Was the Abortion Decision Narrow or Broad?:
It's interesting to see how different commentators are reacting to Gonzales v. Carhart. When I skimmed over the opinion, it struck me as pretty much the narrowest ground to uphold the ban; it applied Casey, did not overrule the recent Stenberg decision and did not foreclose a later as-appled challenge. Other commentators are calling the ruling "sweeping," though. For example, over at SCOTUSblog, Lyle Denniston offers this charactization:
Dividing 5-4, the Supreme Court on Wednesday gave a sweeping — and only barely qualified — victory to the federal government and to other opponents of abortion, upholding the 2003 law that banned what are often called "partial-birth abortions." The majority insisted it was following its abortion precedents, so none of those was expressly overruled. The dissenters strenuously disputed that the ruling was faithful to those precedents.
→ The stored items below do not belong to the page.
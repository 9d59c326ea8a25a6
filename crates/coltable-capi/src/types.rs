//! Opaque types for C API
//!
//! All Rust objects are wrapped in opaque pointers to hide implementation
//! details from C code.

use std::ffi::c_void;
use std::panic::{AssertUnwindSafe, catch_unwind};

use coltable::Table;
use parking_lot::{Mutex, MutexGuard};

use crate::{CTB_NULL_POINTER, StatusCode};

/// The internal value behind a `ctb_table` pointer
pub(crate) type InternalTable = Mutex<Table>;

/// Single precision complex element, layout-compatible with `float _Complex`
/// and `std::complex<float>`.
#[allow(non_camel_case_types)]
pub type ctb_complex32 = coltable::Complex32;

/// Opaque table handle for C API
///
/// Wraps an open `coltable::Table`. Calls on one handle from several threads
/// are serialized by an internal lock.
///
/// The internal structure is hidden using a void pointer.
#[repr(C)]
#[allow(non_camel_case_types)]
pub struct ctb_table {
    pub(crate) _private: *const c_void,
}

impl ctb_table {
    /// Create a new ctb_table from an open Table
    pub(crate) fn new(table: Table) -> Self {
        Self {
            _private: Box::into_raw(Box::new(Mutex::new(table))) as *const c_void,
        }
    }

    /// Get a reference to the inner lock
    pub(crate) fn inner(&self) -> &InternalTable {
        unsafe { &*(self._private as *const InternalTable) }
    }

    /// Lock the table for the duration of one call
    pub(crate) fn lock(&self) -> MutexGuard<'_, Table> {
        self.inner().lock()
    }

    /// Move the table out, leaving the handle empty
    pub(crate) fn take(&mut self) -> Option<Table> {
        let ptr = std::mem::replace(&mut self._private, std::ptr::null());
        if ptr.is_null() {
            return None;
        }
        let boxed = unsafe { Box::from_raw(ptr as *mut InternalTable) };
        Some(boxed.into_inner())
    }
}

impl Drop for ctb_table {
    fn drop(&mut self) {
        // Dropping the Table flushes or deletes it
        drop(self.take());
    }
}

// Safety: ctb_table is Send + Sync because the Table sits behind a Mutex
unsafe impl Send for ctb_table {}
unsafe impl Sync for ctb_table {}

/// Box a table and hand it to C through `out`.
pub(crate) fn into_handle(table: Table, out: *mut *mut ctb_table) {
    unsafe { *out = Box::into_raw(Box::new(ctb_table::new(table))) };
}

/// Run `f` against the locked table behind `ptr`.
///
/// Null handles give `CTB_NULL_POINTER`, engine errors are recorded as the
/// last error and mapped to their status code, panics become
/// `CTB_INTERNAL_ERROR`.
pub(crate) fn with_table<F>(ptr: *const ctb_table, f: F) -> StatusCode
where
    F: FnOnce(&mut Table) -> coltable::Result<StatusCode>,
{
    if ptr.is_null() {
        return CTB_NULL_POINTER;
    }

    let result = catch_unwind(AssertUnwindSafe(|| {
        let handle = unsafe { &*ptr };
        let mut table = handle.lock();
        match f(&mut table) {
            Ok(code) => code,
            Err(err) => crate::table_err(err),
        }
    }));

    crate::unwrap_catch(result)
}

#[cfg(test)]
mod tests {
    use super::*;
    use coltable::{StorageKind, TableOptions};

    fn memory_table() -> Table {
        Table::create(
            "scratch.tab",
            TableOptions {
                storage: StorageKind::Memory,
                nrows: 2,
                ..TableOptions::default()
            },
        )
        .unwrap()
    }

    #[test]
    fn test_take_empties_handle() {
        let mut handle = ctb_table::new(memory_table());
        assert_eq!(handle.lock().nrows(), 2);
        let table = handle.take().unwrap();
        assert_eq!(table.nrows(), 2);
        assert!(handle._private.is_null());
        assert!(handle.take().is_none());
    }

    #[test]
    fn test_with_table_null() {
        assert_eq!(with_table(std::ptr::null(), |_| Ok(0)), CTB_NULL_POINTER);
    }

    #[test]
    fn test_with_table_catches_panic() {
        let handle = ctb_table::new(memory_table());
        let status = with_table(&handle, |_| panic!("boom"));
        assert_eq!(status, crate::CTB_INTERNAL_ERROR);
        // Lock is released after the unwind
        assert_eq!(handle.lock().nrows(), 2);
    }

    #[test]
    fn test_complex_layout() {
        assert_eq!(std::mem::size_of::<ctb_complex32>(), 8);
        assert_eq!(std::mem::align_of::<ctb_complex32>(), 4);
    }
}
  It's interesting that Lyle and I would have such different reactions about the scope of the opinion. Of course, a great deal of that may be the difficulty of trying to skim 70 pages of legal writing in 20 minutes so you can offer some instant commentary; often it's hard to tell the scope and significance of a complex legal opinion without reflecting on it for a few hours. Which I guess means that I should read over the opinion again . . .

  UPDATE: The comment thread quickly turned into a heated debate over abortion, so I closed up the thread and deleted those comments. Instead I'll open up a thread on abortion generally so readers can debate that elsewhere.